**INSTRUCTIONS FOR THE TASK:** In the entries below, find the lines that include "description" and give their number as the whole reply.
Start of INFORMATION GIVEN
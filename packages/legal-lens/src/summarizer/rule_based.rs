//! Deterministic keyword summarizer, used whenever the remote model is
//! unavailable or unusable.

use async_trait::async_trait;
use lazy_static::lazy_static;
use regex::Regex;

use super::Summarizer;
use crate::error::RemoteResult;
use crate::types::summary::{
    ExtractedText, RiskFinding, Severity, SummaryOrigin, SummaryResult, MAX_KEY_POINTS,
};

/// Sentences shorter than this (after trimming) are ignored.
pub const MIN_SENTENCE_CHARS: usize = 20;

/// Key points longer than this are cut.
pub const MAX_KEY_POINT_CHARS: usize = 150;

/// Returned with every rule-based summary.
pub const RECOMMENDATIONS: [&str; 4] = [
    "Review data sharing policies",
    "Understand termination conditions",
    "Check liability limitations",
    "Note dispute resolution process",
];

lazy_static! {
    static ref SENTENCE_BOUNDARY: Regex = Regex::new(r"[.!?]+").unwrap();
    static ref WHITESPACE: Regex = Regex::new(r"\s+").unwrap();

    // Key-point detectors, in output order
    static ref KEY_POINT_PATTERNS: Vec<Regex> = [
        r"(?i)data collect",
        r"(?i)personal information",
        r"(?i)third.{0,10}part",
        r"(?i)termination",
        r"(?i)liability",
    ]
    .iter()
    .map(|p| Regex::new(p).unwrap())
    .collect();

    static ref RISK_RULES: Vec<(Regex, Severity, &'static str)> = vec![
        (
            Regex::new(r"(?i)not liable").unwrap(),
            Severity::High,
            "Company limits liability",
        ),
        (
            Regex::new(r"(?i)share.{0,20}information").unwrap(),
            Severity::Medium,
            "Data sharing with third parties",
        ),
        // "terminate" or "termination"
        (
            Regex::new(r"(?i)terminat.{0,20}account").unwrap(),
            Severity::Medium,
            "Account termination rights",
        ),
    ];
}

/// Keyword-driven summarizer. Pure: the same text always gives the same
/// result.
#[derive(Debug, Clone, Copy, Default)]
pub struct RuleBasedSummarizer;

impl RuleBasedSummarizer {
    pub fn new() -> Self {
        Self
    }

    /// Summarize without going through the async trait.
    pub fn summarize_text(&self, text: &str) -> SummaryResult {
        let sentences = split_sentences(text);

        SummaryResult {
            key_points: key_points(&sentences),
            risks: risks(&sentences),
            recommendations: RECOMMENDATIONS.iter().map(|r| r.to_string()).collect(),
        }
    }
}

#[async_trait]
impl Summarizer for RuleBasedSummarizer {
    async fn summarize(&self, text: &ExtractedText) -> RemoteResult<SummaryResult> {
        Ok(self.summarize_text(text.as_str()))
    }

    fn origin(&self) -> SummaryOrigin {
        SummaryOrigin::RuleBased
    }
}

/// Split on runs of `.`, `!`, `?` and keep trimmed fragments of at least
/// [`MIN_SENTENCE_CHARS`] characters.
pub fn split_sentences(text: &str) -> Vec<&str> {
    SENTENCE_BOUNDARY
        .split(text)
        .map(str::trim)
        .filter(|s| s.chars().count() >= MIN_SENTENCE_CHARS)
        .collect()
}

fn key_points(sentences: &[&str]) -> Vec<String> {
    KEY_POINT_PATTERNS
        .iter()
        .filter_map(|pattern| sentences.iter().find(|s| pattern.is_match(s)))
        .map(|sentence| clean_sentence(sentence))
        .take(MAX_KEY_POINTS)
        .collect()
}

fn risks(sentences: &[&str]) -> Vec<RiskFinding> {
    RISK_RULES
        .iter()
        .filter(|(pattern, _, _)| sentences.iter().any(|s| pattern.is_match(s)))
        .map(|(_, severity, description)| RiskFinding::new(*severity, *description))
        .collect()
}

/// Collapse whitespace, trim, and cut to [`MAX_KEY_POINT_CHARS`] characters
/// with a trailing `...` when cut.
pub fn clean_sentence(sentence: &str) -> String {
    let collapsed = WHITESPACE.replace_all(sentence, " ");
    let collapsed = collapsed.trim();

    match collapsed.char_indices().nth(MAX_KEY_POINT_CHARS) {
        Some((cut, _)) => format!("{}...", &collapsed[..cut]),
        None => collapsed.to_string(),
    }
}
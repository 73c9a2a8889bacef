//! Summary types - the risk-oriented result of analyzing one legal document.

use serde::{de, Deserialize, Deserializer, Serialize};
use std::fmt;

/// Hard cap on the characters handed to a summarizer.
pub const MAX_EXTRACTED_CHARS: usize = 4000;

/// Appended to text cut at [`MAX_EXTRACTED_CHARS`].
pub const TRUNCATION_MARKER: &str = "...";

/// Key points kept per summary.
pub const MAX_KEY_POINTS: usize = 5;

/// Key point written into the placeholder for an unparseable model response.
pub const DEGRADED_KEY_POINT: &str = "Failed to parse summary.";

/// Plain document text, bounded for summarization.
///
/// Text longer than [`MAX_EXTRACTED_CHARS`] characters is cut and marked with
/// [`TRUNCATION_MARKER`], so the stored text may exceed the cap by the
/// marker's length.
#[derive(Debug, Clone, PartialEq, Eq)]
pub struct ExtractedText {
    text: String,
    truncated: bool,
}

impl ExtractedText {
    /// Bound `text` to [`MAX_EXTRACTED_CHARS`] characters.
    pub fn new(text: impl Into<String>) -> Self {
        let mut text = text.into();
        let truncated = match text.char_indices().nth(MAX_EXTRACTED_CHARS) {
            Some((cut, _)) => {
                text.truncate(cut);
                text.push_str(TRUNCATION_MARKER);
                true
            }
            None => false,
        };
        Self { text, truncated }
    }

    pub fn as_str(&self) -> &str {
        &self.text
    }

    /// Whether the source text was cut.
    pub fn is_truncated(&self) -> bool {
        self.truncated
    }
}

/// How serious a flagged risk is.
///
/// Serialized lowercase; parsed case-insensitively.
#[derive(Debug, Clone, Copy, PartialEq, Eq, Hash, Serialize)]
#[serde(rename_all = "lowercase")]
pub enum Severity {
    High,
    Medium,
    Low,
}

impl<'de> Deserialize<'de> for Severity {
    fn deserialize<D: Deserializer<'de>>(deserializer: D) -> Result<Self, D::Error> {
        let raw = String::deserialize(deserializer)?;
        match raw.trim().to_ascii_lowercase().as_str() {
            "high" => Ok(Self::High),
            "medium" => Ok(Self::Medium),
            "low" => Ok(Self::Low),
            _ => Err(de::Error::unknown_variant(&raw, &["high", "medium", "low"])),
        }
    }
}

impl fmt::Display for Severity {
    fn fmt(&self, f: &mut fmt::Formatter<'_>) -> fmt::Result {
        f.write_str(match self {
            Self::High => "high",
            Self::Medium => "medium",
            Self::Low => "low",
        })
    }
}

/// A flagged concern with its severity.
#[derive(Debug, Clone, PartialEq, Eq, Serialize, Deserialize)]
pub struct RiskFinding {
    pub severity: Severity,
    pub description: String,
}

impl RiskFinding {
    pub fn new(severity: Severity, description: impl Into<String>) -> Self {
        Self {
            severity,
            description: description.into(),
        }
    }
}

/// Structured summary of a legal document.
///
/// All three sequences are always present (possibly empty). The serialized
/// field names match the JSON shape the remote model is asked to produce.
#[derive(Debug, Clone, Default, PartialEq, Eq, Serialize, Deserialize)]
#[serde(rename_all = "camelCase")]
pub struct SummaryResult {
    /// Notable clauses, at most [`MAX_KEY_POINTS`]
    pub key_points: Vec<String>,

    /// Flagged risks in detection order
    pub risks: Vec<RiskFinding>,

    /// Suggested follow-ups for the reader
    pub recommendations: Vec<String>,
}

impl SummaryResult {
    /// Placeholder used when a model response could not be parsed.
    pub fn degraded() -> Self {
        Self {
            key_points: vec![DEGRADED_KEY_POINT.to_string()],
            risks: Vec::new(),
            recommendations: Vec::new(),
        }
    }

    /// Whether this is the [`SummaryResult::degraded`] placeholder.
    pub fn is_degraded(&self) -> bool {
        *self == Self::degraded()
    }

    /// Whether nothing at all was produced.
    pub fn is_empty(&self) -> bool {
        self.key_points.is_empty() && self.risks.is_empty() && self.recommendations.is_empty()
    }

    /// Shape check applied before trusting a remote result.
    pub fn is_usable(&self) -> bool {
        !self.is_empty() && !self.is_degraded()
    }

    /// Drop key points beyond [`MAX_KEY_POINTS`].
    pub fn with_key_point_cap(mut self) -> Self {
        self.key_points.truncate(MAX_KEY_POINTS);
        self
    }
}

/// Where an analysis result came from.
#[derive(Debug, Clone, Copy, PartialEq, Eq, Serialize, Deserialize)]
#[serde(rename_all = "snake_case")]
pub enum SummaryOrigin {
    /// Served from the session cache
    Cached,
    /// Written by the remote model
    Remote,
    /// Produced by the deterministic rule engine
    RuleBased,
}

impl fmt::Display for SummaryOrigin {
    fn fmt(&self, f: &mut fmt::Formatter<'_>) -> fmt::Result {
        f.write_str(match self {
            Self::Cached => "cached",
            Self::Remote => "remote model",
            Self::RuleBased => "rule-based",
        })
    }
}

/// A summary together with the document it belongs to.
#[derive(Debug, Clone, PartialEq, Eq, Serialize)]
pub struct Analysis {
    pub url: String,
    pub summary: SummaryResult,
    pub origin: SummaryOrigin,
}

#[cfg(test)]
mod tests {
    use super::*;

    #[test]
    fn test_short_text_is_not_truncated() {
        let text = ExtractedText::new("short");
        assert_eq!(text.as_str(), "short");
        assert!(!text.is_truncated());
    }

    #[test]
    fn test_text_at_cap_is_not_truncated() {
        let raw = "a".repeat(MAX_EXTRACTED_CHARS);
        let text = ExtractedText::new(raw.clone());
        assert_eq!(text.as_str(), raw);
        assert!(!text.is_truncated());
    }

    #[test]
    fn test_long_text_is_cut_and_marked() {
        let text = ExtractedText::new("a".repeat(MAX_EXTRACTED_CHARS + 10));
        assert!(text.is_truncated());
        assert!(text.as_str().ends_with(TRUNCATION_MARKER));
        assert_eq!(
            text.as_str().chars().count(),
            MAX_EXTRACTED_CHARS + TRUNCATION_MARKER.len()
        );
    }

    #[test]
    fn test_truncation_counts_characters_not_bytes() {
        let text = ExtractedText::new("é".repeat(MAX_EXTRACTED_CHARS + 1));
        assert!(text.is_truncated());
        assert_eq!(
            text.as_str().trim_end_matches(TRUNCATION_MARKER).chars().count(),
            MAX_EXTRACTED_CHARS
        );
    }

    #[test]
    fn test_summary_serializes_camel_case() {
        let summary = SummaryResult {
            key_points: vec!["point".into()],
            risks: vec![RiskFinding::new(Severity::High, "risk")],
            recommendations: vec![],
        };

        let json = serde_json::to_value(&summary).unwrap();
        assert_eq!(json["keyPoints"][0], "point");
        assert_eq!(json["risks"][0]["severity"], "high");
        assert_eq!(json["recommendations"], serde_json::json!([]));
    }

    #[test]
    fn test_severity_parses_any_case() {
        for (raw, expected) in [
            ("\"high\"", Severity::High),
            ("\"High\"", Severity::High),
            ("\"MEDIUM\"", Severity::Medium),
            ("\" Low \"", Severity::Low),
        ] {
            assert_eq!(serde_json::from_str::<Severity>(raw).unwrap(), expected);
        }
        assert!(serde_json::from_str::<Severity>("\"extreme\"").is_err());
        assert_eq!(serde_json::to_string(&Severity::Medium).unwrap(), "\"medium\"");
    }

    #[test]
    fn test_summary_requires_all_fields() {
        let partial = r#"{"keyPoints": ["a"], "risks": []}"#;
        assert!(serde_json::from_str::<SummaryResult>(partial).is_err());
    }

    #[test]
    fn test_degraded_is_not_usable() {
        assert!(SummaryResult::degraded().is_degraded());
        assert!(!SummaryResult::degraded().is_usable());
        assert!(!SummaryResult::default().is_usable());
    }

    #[test]
    fn test_key_point_cap() {
        let summary = SummaryResult {
            key_points: (0..8).map(|i| format!("point {i}")).collect(),
            ..Default::default()
        }
        .with_key_point_cap();
        assert_eq!(summary.key_points.len(), MAX_KEY_POINTS);
        assert_eq!(summary.key_points[4], "point 4");
    }
}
End of INFORMATION GIVEN
**RESPONSE BELOW:** 4